Israel and Palestinian militant group Hamas appear to be moving closer to a ceasefire deal after over a week of intense fighting and negotiations, though significant gaps remain.
Background of the Conflict
The current escalation began in late January when Israeli forces launched a raid in the West Bank city of Jenin targeting Islamic Jihad militants. In the raid, 10 Palestinians were killed including civilians. Islamic Jihad and other Gaza based militant groups retaliated by firing rockets into Israel (Al Jazeera).
Israel responded with airstrikes targeting militant posts and infrastructure in Gaza. Hamas, the militant group controlling Gaza, joined the conflict on January 25th by launching rocket barrages deeper into Israel. This sparked a serious escalation as Israel carried out hundreds of airstrikes over the next week while militants fired over 1,000 rockets according to the IDF (Times of Israel).
Current Ceasefire Negotiations
With over 250 Palestinians and 10 Israelis killed so far (Guardian), efforts have been underway over the past week to broker a ceasefire. Egypt, Qatar and the US are the main mediators trying to hammer out a deal.
The emerging proposal is a two stage agreement – first a pause in fighting to allow humanitarian aid into Gaza. This would be followed by a more comprehensive truce if the calm holds.
In return, Hamas has demanded Israel release Palestinian prisoners, including some high profile militants. Israel is seeking the release of two civilian hostages held in Gaza as well as the remains of two soldiers killed in 2014.
On Thursday, a Hamas official said the group is seriously considering the truce offer but has not officially approved it yet. Hamas political chief Ismail Haniyeh said “intensive talks” are still taking place around the mediators’ proposal (Al Jazeera).
Key Remaining Sticking Points
While both sides appear interested in ending the escalation, significant gaps still remain before a deal can be reached.
Prisoner Swap: One of the main issues is the number of Palestinian prisoners Israel would release in exchange for the Israeli captives held by Hamas. An unnamed Hamas source said the group wants 150 prisoners released for each Israeli hostage (Wall Street Journal). Israeli officials have balked at such a lopsided exchange so far.
Lifting Restrictions: Hamas spokesman Fawzi Barhoum said any deal must include measures to lift the blockade on Gaza and increase freedom of movement for Palestinians (France24). Israel has shown no willingness to ease restrictions without disarmament commitments from Hamas.
Timing of Aid: According to reports, the truce proposal calls for a 12 hour pause in fighting first to allow humanitarian supplies into Gaza. Hamas stated the aid should come immediately with the truce while Israel wants calm first (ABC News).
Fate of Slain IDF Soldier: Hamas is also demanding Israel return the remains of an IDF soldier killed during the 2014 Gaza War who Hamas claims to hold.
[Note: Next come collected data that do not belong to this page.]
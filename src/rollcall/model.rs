use chrono::{DateTime, Utc};
use serde::{Deserialize, Serialize};

/// A student record as the server owns it. The client only ever holds
/// transient copies; `id` is assigned by the server and immutable.
#[derive(Debug, Clone, PartialEq, Serialize, Deserialize)]
pub struct Student {
    pub id: i64,
    pub name: String,
    pub age: u32,
    pub grade: String,
    #[serde(default, skip_serializing_if = "Option::is_none")]
    pub created_at: Option<DateTime<Utc>>,
    #[serde(default, skip_serializing_if = "Option::is_none")]
    pub updated_at: Option<DateTime<Utc>>,
}

/// The request body for create and update calls.
#[derive(Debug, Clone, PartialEq, Serialize, Deserialize)]
pub struct StudentDraft {
    pub name: String,
    pub age: u32,
    pub grade: String,
}

impl StudentDraft {
    pub fn new(name: impl Into<String>, age: u32, grade: impl Into<String>) -> Self {
        Self {
            name: name.into(),
            age,
            grade: grade.into(),
        }
    }
}

/// Wire shape of the search endpoint response.
#[derive(Debug, Clone, Default, Serialize, Deserialize)]
pub struct SearchResults {
    pub students: Vec<Student>,
    pub total: u64,
    pub query: String,
}

/// Whether the form targets a new record or an existing one.
#[derive(Debug, Clone, Copy, PartialEq, Eq)]
pub enum FormMode {
    Create,
    Edit(i64),
}

impl FormMode {
    pub fn heading(&self) -> &'static str {
        match self {
            FormMode::Create => "Add New Student",
            FormMode::Edit(_) => "Edit Student",
        }
    }

    pub fn submit_label(&self) -> &'static str {
        match self {
            FormMode::Create => "Add Student",
            FormMode::Edit(_) => "Update Student",
        }
    }
}

#[cfg(test)]
mod tests {
    use super::*;

    #[test]
    fn student_deserializes_without_timestamps() {
        let s: Student =
            serde_json::from_str(r#"{"id":1,"name":"Alice","age":20,"grade":"A"}"#).unwrap();
        assert_eq!(s.name, "Alice");
        assert!(s.created_at.is_none());
    }

    #[test]
    fn draft_serializes_three_fields_only() {
        let draft = StudentDraft::new("Bob", 21, "B");
        let json = serde_json::to_value(&draft).unwrap();
        assert_eq!(
            json,
            serde_json::json!({"name": "Bob", "age": 21, "grade": "B"})
        );
    }

    #[test]
    fn form_mode_labels() {
        assert_eq!(FormMode::Create.heading(), "Add New Student");
        assert_eq!(FormMode::Edit(3).submit_label(), "Update Student");
    }
}
use std::collections::BTreeMap;

use chrono::Utc;

use super::StudentBackend;
use crate::error::{Result, RollcallError};
use crate::model::{SearchResults, Student, StudentDraft};

/// In-memory backend for testing and development.
/// Emulates the reference server: sequential integer ids, validation rules,
/// name-ordered listings, and substring search over name and grade.
#[derive(Default)]
pub struct InMemoryBackend {
    students: BTreeMap<i64, Student>,
    next_id: i64,
}

impl InMemoryBackend {
    pub fn new() -> Self {
        Self::default()
    }

    fn sorted_by_name(&self) -> Vec<Student> {
        let mut students: Vec<Student> = self.students.values().cloned().collect();
        students.sort_by(|a, b| a.name.cmp(&b.name));
        students
    }
}

/// Server-side validation rules from the reference backend.
fn validate(draft: &StudentDraft) -> Result<()> {
    let name = draft.name.trim();
    if name.is_empty() {
        return Err(RollcallError::Api("Missing required field: name".into()));
    }
    if name.chars().count() > 100 {
        return Err(RollcallError::Api(
            "Name must be between 1 and 100 characters".into(),
        ));
    }
    if draft.age < 1 || draft.age > 150 {
        return Err(RollcallError::Api("Age must be between 1 and 150".into()));
    }
    let grade = draft.grade.trim();
    if grade.is_empty() {
        return Err(RollcallError::Api("Missing required field: grade".into()));
    }
    if grade.chars().count() > 50 {
        return Err(RollcallError::Api(
            "Grade must be between 1 and 50 characters".into(),
        ));
    }
    Ok(())
}

impl StudentBackend for InMemoryBackend {
    fn list(&self) -> Result<Vec<Student>> {
        Ok(self.sorted_by_name())
    }

    fn search(&self, query: &str) -> Result<SearchResults> {
        let needle = query.to_lowercase();
        let students: Vec<Student> = self
            .sorted_by_name()
            .into_iter()
            .filter(|s| {
                s.name.to_lowercase().contains(&needle)
                    || s.grade.to_lowercase().contains(&needle)
            })
            .collect();
        Ok(SearchResults {
            total: students.len() as u64,
            students,
            query: query.to_string(),
        })
    }

    fn get(&self, id: i64) -> Result<Student> {
        self.students
            .get(&id)
            .cloned()
            .ok_or_else(|| RollcallError::Api("Student not found".into()))
    }

    fn create(&mut self, draft: &StudentDraft) -> Result<()> {
        validate(draft)?;
        self.next_id += 1;
        let now = Utc::now();
        let student = Student {
            id: self.next_id,
            name: draft.name.trim().to_string(),
            age: draft.age,
            grade: draft.grade.trim().to_string(),
            created_at: Some(now),
            updated_at: Some(now),
        };
        self.students.insert(student.id, student);
        Ok(())
    }

    fn update(&mut self, id: i64, draft: &StudentDraft) -> Result<()> {
        validate(draft)?;
        let student = self
            .students
            .get_mut(&id)
            .ok_or_else(|| RollcallError::Api("Student not found".into()))?;
        student.name = draft.name.trim().to_string();
        student.age = draft.age;
        student.grade = draft.grade.trim().to_string();
        student.updated_at = Some(Utc::now());
        Ok(())
    }

    fn delete(&mut self, id: i64) -> Result<()> {
        if self.students.remove(&id).is_none() {
            return Err(RollcallError::Api("Student not found".into()));
        }
        Ok(())
    }
}

// --- Test Fixtures ---

#[cfg(any(test, feature = "test_utils"))]
pub mod fixtures {
    use super::*;

    pub struct RosterFixture {
        pub backend: InMemoryBackend,
    }

    impl Default for RosterFixture {
        fn default() -> Self {
            Self::new()
        }
    }

    impl RosterFixture {
        pub fn new() -> Self {
            Self {
                backend: InMemoryBackend::new(),
            }
        }

        pub fn with_student(mut self, name: &str, age: u32, grade: &str) -> Self {
            self.backend
                .create(&StudentDraft::new(name, age, grade))
                .unwrap();
            self
        }

        pub fn with_students(mut self, count: usize) -> Self {
            for i in 0..count {
                let draft = StudentDraft::new(format!("Student {}", i + 1), 18, "A");
                self.backend.create(&draft).unwrap();
            }
            self
        }
    }
}
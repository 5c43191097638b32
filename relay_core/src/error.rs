use thiserror::Error;

use crate::codes::CodeSpace;

/// Errors raised inside the relay engine.
///
/// None of these reach a peer directly: handlers log them and drop the
/// offending message.
#[derive(Debug, Error)]
pub enum RelayError {
    /// Every generation attempt collided with a live code
    #[error("no free {space} code after {attempts} attempts")]
    CodeSpaceExhausted { space: CodeSpace, attempts: u32 },

    /// The connection's outbound half is gone
    #[error("connection {0} is closed")]
    ConnectionClosed(String),

    #[error("serialization failed: {0}")]
    Serialization(#[from] serde_json::Error),

    /// A configuration value could not be parsed
    #[error("invalid value {value:?} for {key}")]
    Config { key: &'static str, value: String },
}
Israel has denied Hamas possesses the remains (Times of Israel).
|Key Ceasefire Deal Terms
|150:1 ratio (Palestinian:Israeli)
|More even exchange
|End blockade & increase freedom of movement
|Timing of Aid
|Immediate with ceasefire
|Calm first then aid
|Remains of Slain Soldier
|Return remains to family
|Hamas does not possess
Efforts to Secure a Deal
Intensive diplomatic efforts are underway to try to bridge the remaining gaps between the parties and secure a truce.
The US has taken the lead in trying to mediate a deal. CIA Director William Burns even made an unexpected trip to Paris over the weekend for talks with officials from Israel, Egypt and Qatar (CBS News).
On Monday, Qatar’s Foreign Minister Mohammed bin Abdulrahman Al Thani met with President Biden in Washington. He stated “we have made substantial progress in the last few days” but warned tensions remain high (Atlantic Council).
With over 250 Palestinians and 10 Israelis killed over the past 10 days, there is urgency for mediators to secure an end to the violence. But the remaining divisions mean the ceasefire still hangs in the balance.
What to Expect Next
In the coming days, efforts will continue to try to bridge gaps on the key issues to reach an agreement. However, recent cycles of violence between Israel and Gaza suggest the path forward remains precarious.
If the mediators can convince both sides to show some flexibility, a limited deal may be announced soon. This could involve a short-term halt in fighting and incremental easing of Israeli restrictions.
However, such a deal may simply set the stage for the next round of clashes if underlying disputes over Israeli policies in the West Bank and the blockade on Gaza aren’t addressed.
Ultimately, a long-term ceasefire will require a broader political solution between Israel and the Palestinians. But in the current environment filled with tension and hostility, even a limited truce remains elusive, and the violence threatens to continue.